# [How to complete this task]
I need the lines below from the one with "repository 6c8b7cbfcbb0ddd4" down to the one with "use pipeline_core::PipelineResult;" reproduced exactly, both ends included, and nothing else.

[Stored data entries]
_ _ _ _
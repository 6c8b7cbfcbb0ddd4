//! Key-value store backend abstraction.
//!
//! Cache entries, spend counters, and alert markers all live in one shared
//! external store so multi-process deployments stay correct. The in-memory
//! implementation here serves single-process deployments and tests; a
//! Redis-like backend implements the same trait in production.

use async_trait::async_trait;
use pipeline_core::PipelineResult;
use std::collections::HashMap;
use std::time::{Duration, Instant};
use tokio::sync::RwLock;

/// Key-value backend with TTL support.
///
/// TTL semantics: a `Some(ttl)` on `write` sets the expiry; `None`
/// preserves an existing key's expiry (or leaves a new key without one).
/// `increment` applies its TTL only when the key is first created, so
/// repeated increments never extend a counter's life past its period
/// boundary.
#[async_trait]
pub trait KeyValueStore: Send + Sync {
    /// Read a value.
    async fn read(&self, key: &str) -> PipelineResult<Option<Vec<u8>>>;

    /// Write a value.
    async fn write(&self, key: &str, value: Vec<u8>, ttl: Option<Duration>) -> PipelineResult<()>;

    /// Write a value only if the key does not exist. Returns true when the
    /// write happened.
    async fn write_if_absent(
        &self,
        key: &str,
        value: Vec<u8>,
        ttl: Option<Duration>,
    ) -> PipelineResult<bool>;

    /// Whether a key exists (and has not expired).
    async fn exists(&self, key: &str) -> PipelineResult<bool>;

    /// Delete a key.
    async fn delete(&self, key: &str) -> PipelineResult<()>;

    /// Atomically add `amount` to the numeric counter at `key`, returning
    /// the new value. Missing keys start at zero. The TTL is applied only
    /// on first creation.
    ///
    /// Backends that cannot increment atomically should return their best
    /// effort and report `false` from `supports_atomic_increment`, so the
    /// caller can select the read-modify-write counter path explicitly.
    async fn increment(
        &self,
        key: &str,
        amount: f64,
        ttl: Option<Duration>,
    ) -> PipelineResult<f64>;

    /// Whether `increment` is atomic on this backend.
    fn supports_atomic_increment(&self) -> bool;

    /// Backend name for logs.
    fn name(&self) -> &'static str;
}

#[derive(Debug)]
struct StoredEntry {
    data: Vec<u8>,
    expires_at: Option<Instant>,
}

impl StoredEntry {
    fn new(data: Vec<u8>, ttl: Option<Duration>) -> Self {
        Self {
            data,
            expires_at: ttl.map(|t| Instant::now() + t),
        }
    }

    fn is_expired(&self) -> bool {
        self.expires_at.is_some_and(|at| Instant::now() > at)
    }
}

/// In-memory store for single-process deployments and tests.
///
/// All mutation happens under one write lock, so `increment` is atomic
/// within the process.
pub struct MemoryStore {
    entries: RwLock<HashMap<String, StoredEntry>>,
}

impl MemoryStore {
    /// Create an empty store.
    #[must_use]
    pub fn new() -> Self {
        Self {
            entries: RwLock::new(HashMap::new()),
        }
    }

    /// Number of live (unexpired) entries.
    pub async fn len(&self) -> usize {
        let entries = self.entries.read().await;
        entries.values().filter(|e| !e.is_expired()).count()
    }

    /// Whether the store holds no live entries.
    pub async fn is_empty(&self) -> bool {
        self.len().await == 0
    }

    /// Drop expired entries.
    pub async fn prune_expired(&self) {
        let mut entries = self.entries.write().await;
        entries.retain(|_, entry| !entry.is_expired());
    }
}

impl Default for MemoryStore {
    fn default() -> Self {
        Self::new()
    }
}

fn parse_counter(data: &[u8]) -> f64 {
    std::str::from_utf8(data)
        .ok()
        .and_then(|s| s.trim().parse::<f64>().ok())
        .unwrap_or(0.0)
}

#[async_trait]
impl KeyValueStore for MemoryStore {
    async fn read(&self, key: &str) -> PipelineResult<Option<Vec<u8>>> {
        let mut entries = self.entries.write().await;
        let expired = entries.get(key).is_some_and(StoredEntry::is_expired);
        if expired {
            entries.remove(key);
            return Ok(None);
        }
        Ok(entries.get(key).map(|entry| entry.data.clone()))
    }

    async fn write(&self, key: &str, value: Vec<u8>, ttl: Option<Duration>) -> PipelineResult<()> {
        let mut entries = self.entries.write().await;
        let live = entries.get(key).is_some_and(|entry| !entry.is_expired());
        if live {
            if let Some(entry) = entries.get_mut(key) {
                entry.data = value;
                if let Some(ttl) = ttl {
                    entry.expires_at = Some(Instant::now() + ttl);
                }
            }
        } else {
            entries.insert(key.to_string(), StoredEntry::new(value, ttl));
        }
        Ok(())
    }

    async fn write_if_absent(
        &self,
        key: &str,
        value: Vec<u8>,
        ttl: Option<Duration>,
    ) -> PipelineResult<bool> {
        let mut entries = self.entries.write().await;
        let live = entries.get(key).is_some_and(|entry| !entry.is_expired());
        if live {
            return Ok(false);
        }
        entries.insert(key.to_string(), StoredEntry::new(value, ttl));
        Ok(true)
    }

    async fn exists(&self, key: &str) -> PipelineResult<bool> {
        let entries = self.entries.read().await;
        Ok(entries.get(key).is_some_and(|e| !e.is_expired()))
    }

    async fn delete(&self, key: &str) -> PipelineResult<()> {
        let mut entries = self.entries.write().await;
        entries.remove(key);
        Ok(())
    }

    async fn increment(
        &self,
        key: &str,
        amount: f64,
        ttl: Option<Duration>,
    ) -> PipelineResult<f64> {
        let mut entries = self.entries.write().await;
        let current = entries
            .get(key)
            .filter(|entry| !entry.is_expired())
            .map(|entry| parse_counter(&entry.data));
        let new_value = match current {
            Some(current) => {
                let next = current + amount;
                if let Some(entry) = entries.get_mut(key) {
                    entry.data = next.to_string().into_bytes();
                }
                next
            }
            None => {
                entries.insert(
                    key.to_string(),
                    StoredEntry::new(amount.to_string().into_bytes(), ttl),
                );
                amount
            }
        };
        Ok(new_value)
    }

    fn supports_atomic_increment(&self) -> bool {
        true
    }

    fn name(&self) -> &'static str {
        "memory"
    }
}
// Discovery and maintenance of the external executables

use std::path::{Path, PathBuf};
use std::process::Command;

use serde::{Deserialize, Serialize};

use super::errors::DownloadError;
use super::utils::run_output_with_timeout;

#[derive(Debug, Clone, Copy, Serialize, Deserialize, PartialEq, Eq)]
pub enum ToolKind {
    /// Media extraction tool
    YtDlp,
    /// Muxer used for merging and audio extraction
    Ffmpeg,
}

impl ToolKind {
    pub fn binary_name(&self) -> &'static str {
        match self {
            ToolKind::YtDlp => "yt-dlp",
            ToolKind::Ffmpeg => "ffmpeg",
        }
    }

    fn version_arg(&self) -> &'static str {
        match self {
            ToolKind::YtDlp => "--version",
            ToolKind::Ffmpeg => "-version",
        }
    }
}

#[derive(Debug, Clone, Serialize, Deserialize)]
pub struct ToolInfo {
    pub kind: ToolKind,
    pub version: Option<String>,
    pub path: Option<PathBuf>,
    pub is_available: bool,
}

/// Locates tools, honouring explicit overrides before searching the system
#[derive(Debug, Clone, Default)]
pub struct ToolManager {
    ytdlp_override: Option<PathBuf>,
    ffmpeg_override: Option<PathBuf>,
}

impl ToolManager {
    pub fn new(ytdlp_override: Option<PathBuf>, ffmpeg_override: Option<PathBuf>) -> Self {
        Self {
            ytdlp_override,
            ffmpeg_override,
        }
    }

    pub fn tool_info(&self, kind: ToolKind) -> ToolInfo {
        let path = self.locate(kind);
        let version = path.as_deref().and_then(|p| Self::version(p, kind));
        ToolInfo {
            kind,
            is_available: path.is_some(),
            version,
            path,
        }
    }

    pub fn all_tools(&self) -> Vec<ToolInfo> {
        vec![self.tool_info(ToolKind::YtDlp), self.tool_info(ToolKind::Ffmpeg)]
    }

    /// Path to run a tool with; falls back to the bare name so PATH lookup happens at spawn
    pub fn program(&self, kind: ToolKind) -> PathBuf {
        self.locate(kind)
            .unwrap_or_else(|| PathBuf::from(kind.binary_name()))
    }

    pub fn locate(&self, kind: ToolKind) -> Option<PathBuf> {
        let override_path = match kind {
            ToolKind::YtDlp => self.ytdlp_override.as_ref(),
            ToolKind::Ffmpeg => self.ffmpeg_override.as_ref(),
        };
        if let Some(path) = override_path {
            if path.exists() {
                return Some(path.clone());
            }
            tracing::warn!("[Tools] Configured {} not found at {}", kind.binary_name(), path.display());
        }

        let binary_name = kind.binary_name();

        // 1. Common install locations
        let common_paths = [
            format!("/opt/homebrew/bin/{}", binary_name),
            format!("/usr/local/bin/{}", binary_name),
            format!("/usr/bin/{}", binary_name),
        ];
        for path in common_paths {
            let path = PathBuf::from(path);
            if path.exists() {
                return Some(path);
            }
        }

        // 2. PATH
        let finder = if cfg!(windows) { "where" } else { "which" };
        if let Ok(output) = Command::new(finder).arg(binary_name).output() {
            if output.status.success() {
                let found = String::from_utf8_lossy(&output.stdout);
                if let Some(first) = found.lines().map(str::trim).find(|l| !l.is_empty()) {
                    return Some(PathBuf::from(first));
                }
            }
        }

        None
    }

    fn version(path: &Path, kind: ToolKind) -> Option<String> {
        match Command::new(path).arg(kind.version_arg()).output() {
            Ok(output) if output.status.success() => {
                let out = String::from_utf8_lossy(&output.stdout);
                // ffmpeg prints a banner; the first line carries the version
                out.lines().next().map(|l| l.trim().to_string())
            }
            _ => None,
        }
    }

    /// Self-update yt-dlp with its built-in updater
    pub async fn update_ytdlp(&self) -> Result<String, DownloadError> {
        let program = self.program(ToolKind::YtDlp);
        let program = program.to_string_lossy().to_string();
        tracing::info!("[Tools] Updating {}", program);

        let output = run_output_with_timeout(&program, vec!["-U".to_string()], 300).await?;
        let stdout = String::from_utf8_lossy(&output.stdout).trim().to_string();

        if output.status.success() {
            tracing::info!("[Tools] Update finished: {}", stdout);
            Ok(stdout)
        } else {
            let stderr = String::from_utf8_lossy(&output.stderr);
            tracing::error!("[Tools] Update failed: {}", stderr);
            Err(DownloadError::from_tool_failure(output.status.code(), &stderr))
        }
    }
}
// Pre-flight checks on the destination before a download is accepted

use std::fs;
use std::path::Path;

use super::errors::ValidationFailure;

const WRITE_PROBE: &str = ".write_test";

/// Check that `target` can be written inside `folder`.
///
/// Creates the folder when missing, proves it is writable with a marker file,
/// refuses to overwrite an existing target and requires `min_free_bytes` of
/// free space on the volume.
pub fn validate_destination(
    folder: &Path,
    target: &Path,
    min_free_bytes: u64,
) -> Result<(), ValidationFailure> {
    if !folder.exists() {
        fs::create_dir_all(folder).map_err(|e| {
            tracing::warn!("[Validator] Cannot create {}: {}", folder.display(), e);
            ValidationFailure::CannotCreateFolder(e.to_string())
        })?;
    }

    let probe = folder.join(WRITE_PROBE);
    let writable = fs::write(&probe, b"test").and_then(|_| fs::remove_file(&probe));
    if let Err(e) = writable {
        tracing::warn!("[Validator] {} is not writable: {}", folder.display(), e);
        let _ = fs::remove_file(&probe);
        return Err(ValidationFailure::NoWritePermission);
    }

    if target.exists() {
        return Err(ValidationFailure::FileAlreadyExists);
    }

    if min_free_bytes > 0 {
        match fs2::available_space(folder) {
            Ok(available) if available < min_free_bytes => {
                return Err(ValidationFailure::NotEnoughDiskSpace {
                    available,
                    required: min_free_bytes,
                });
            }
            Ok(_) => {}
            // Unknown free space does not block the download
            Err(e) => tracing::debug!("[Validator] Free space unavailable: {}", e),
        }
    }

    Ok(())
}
_ _ _ _
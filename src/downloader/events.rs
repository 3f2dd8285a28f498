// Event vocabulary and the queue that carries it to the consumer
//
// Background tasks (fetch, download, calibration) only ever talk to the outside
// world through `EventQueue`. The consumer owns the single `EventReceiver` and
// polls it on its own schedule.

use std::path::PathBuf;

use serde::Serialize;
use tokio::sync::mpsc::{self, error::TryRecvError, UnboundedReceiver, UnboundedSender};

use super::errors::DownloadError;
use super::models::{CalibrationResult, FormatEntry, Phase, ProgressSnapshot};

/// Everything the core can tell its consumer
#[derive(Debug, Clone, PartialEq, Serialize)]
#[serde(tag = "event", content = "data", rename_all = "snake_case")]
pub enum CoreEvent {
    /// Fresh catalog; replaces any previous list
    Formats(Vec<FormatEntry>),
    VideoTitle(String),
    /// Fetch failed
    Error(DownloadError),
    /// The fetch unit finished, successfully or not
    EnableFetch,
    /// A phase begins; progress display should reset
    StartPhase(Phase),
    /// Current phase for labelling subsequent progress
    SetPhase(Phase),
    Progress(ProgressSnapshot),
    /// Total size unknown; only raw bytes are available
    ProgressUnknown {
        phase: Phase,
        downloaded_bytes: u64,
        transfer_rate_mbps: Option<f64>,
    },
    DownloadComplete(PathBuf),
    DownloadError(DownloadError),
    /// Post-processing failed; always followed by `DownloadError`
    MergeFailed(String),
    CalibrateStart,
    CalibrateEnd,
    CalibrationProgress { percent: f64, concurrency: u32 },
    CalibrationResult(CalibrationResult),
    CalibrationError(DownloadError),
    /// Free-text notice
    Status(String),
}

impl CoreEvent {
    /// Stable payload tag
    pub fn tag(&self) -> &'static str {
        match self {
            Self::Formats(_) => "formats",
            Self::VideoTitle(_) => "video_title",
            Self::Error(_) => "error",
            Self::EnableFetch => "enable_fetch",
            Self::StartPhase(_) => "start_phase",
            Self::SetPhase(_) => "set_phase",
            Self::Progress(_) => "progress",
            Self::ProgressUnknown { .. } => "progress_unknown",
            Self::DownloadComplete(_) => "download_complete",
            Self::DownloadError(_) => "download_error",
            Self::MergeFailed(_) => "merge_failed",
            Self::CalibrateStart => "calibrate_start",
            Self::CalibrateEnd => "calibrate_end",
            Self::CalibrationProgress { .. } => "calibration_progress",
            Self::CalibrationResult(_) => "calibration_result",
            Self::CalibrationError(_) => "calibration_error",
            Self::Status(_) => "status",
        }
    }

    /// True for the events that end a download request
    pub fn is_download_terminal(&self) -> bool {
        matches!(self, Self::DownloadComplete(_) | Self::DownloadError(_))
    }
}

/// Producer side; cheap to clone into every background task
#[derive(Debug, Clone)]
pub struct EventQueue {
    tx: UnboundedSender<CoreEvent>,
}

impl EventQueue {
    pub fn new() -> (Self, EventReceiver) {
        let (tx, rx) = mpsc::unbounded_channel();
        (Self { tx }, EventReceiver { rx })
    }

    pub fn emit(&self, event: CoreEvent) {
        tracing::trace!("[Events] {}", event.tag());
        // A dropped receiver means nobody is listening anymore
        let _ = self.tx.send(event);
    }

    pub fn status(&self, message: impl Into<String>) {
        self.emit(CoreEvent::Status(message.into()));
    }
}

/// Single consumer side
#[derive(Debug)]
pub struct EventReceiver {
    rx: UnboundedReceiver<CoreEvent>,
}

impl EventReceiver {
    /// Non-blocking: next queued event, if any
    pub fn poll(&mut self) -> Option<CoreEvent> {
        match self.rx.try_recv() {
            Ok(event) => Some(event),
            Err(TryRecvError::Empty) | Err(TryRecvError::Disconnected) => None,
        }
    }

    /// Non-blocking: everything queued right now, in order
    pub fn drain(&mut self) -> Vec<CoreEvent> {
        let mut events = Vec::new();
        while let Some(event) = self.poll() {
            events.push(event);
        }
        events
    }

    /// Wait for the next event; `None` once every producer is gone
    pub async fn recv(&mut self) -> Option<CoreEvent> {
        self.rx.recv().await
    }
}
_ _ _ _
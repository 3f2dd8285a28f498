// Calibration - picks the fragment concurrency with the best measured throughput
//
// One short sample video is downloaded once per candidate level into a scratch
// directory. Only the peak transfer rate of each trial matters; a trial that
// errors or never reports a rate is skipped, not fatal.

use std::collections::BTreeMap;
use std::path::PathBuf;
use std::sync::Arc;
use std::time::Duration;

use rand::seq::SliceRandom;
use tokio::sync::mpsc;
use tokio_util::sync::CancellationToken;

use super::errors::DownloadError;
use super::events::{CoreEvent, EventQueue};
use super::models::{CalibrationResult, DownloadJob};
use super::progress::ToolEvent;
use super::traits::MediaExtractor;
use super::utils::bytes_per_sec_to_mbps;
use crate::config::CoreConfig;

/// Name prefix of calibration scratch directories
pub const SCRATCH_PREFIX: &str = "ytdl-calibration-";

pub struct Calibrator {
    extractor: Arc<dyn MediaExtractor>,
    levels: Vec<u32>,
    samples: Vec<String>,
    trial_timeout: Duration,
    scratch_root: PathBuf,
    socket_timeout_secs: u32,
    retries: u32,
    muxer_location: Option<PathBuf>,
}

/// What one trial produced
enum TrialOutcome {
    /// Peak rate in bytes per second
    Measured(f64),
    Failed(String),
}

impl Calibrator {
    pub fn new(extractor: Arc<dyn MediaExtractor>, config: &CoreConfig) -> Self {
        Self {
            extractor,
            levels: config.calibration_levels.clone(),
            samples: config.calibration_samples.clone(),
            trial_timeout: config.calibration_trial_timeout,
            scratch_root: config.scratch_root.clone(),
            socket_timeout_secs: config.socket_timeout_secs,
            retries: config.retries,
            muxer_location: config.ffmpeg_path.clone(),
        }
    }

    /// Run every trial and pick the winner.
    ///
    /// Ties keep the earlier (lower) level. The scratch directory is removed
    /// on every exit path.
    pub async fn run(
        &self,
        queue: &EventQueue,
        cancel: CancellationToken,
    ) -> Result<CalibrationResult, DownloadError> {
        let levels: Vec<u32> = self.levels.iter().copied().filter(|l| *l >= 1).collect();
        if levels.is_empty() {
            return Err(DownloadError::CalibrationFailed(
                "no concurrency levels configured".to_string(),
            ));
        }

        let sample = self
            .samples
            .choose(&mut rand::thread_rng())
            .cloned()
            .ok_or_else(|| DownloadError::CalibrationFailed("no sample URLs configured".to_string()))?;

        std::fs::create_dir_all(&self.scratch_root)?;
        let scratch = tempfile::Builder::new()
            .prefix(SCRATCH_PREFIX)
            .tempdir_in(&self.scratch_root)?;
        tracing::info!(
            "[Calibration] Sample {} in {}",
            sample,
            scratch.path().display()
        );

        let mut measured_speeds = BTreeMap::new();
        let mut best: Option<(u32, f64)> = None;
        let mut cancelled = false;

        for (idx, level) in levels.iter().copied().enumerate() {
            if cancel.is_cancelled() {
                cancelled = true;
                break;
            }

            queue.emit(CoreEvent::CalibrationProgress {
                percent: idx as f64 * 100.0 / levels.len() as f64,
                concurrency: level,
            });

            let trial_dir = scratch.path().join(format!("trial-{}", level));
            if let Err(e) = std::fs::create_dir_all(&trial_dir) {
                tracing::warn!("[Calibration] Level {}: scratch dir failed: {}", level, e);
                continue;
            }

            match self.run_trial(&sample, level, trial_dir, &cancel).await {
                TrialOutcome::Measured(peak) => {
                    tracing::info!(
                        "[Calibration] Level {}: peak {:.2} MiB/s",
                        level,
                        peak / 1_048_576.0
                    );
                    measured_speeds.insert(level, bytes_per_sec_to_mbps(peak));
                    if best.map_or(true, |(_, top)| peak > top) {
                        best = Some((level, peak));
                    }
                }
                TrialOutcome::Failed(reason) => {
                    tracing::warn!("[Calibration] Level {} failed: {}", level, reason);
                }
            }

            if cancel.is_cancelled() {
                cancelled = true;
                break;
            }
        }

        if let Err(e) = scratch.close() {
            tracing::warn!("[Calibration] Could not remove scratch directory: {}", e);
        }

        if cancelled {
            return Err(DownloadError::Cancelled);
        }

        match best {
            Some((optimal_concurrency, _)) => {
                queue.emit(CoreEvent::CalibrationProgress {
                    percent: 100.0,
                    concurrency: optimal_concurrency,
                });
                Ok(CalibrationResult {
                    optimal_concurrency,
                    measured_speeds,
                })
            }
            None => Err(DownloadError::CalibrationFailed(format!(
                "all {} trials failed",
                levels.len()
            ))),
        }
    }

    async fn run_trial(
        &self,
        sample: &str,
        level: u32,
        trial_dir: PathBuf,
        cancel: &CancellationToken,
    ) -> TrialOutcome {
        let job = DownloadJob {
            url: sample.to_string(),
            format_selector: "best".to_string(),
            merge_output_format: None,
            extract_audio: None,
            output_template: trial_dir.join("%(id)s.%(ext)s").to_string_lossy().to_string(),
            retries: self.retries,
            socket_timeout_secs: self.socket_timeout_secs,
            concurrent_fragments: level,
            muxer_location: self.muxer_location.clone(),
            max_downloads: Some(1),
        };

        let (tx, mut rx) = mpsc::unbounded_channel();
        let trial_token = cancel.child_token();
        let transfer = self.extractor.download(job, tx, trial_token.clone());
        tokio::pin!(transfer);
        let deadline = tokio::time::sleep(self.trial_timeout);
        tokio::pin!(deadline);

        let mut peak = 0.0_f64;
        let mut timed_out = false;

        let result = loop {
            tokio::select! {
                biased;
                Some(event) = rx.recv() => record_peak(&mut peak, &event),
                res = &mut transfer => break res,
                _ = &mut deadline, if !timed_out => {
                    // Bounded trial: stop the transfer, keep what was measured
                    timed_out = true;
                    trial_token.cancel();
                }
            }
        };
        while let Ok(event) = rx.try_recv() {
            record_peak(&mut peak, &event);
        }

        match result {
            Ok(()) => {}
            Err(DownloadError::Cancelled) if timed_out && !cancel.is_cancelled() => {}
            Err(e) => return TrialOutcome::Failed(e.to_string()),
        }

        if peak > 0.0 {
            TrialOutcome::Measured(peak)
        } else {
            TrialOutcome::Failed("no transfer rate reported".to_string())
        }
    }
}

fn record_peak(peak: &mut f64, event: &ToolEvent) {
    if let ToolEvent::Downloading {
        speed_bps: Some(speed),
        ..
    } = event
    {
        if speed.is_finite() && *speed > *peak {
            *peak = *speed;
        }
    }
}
_ _ _ _
# [Exercise result]
repository 6c8b7cbfcbb0ddd4
//! Key-value store backend abstraction.
//!
//! Cache entries, spend counters, and alert markers all live in one shared
//! external store so multi-process deployments stay correct. The in-memory
//! implementation here serves single-process deployments and tests; a
//! Redis-like backend implements the same trait in production.

use async_trait::async_trait;
use pipeline_core::PipelineResult;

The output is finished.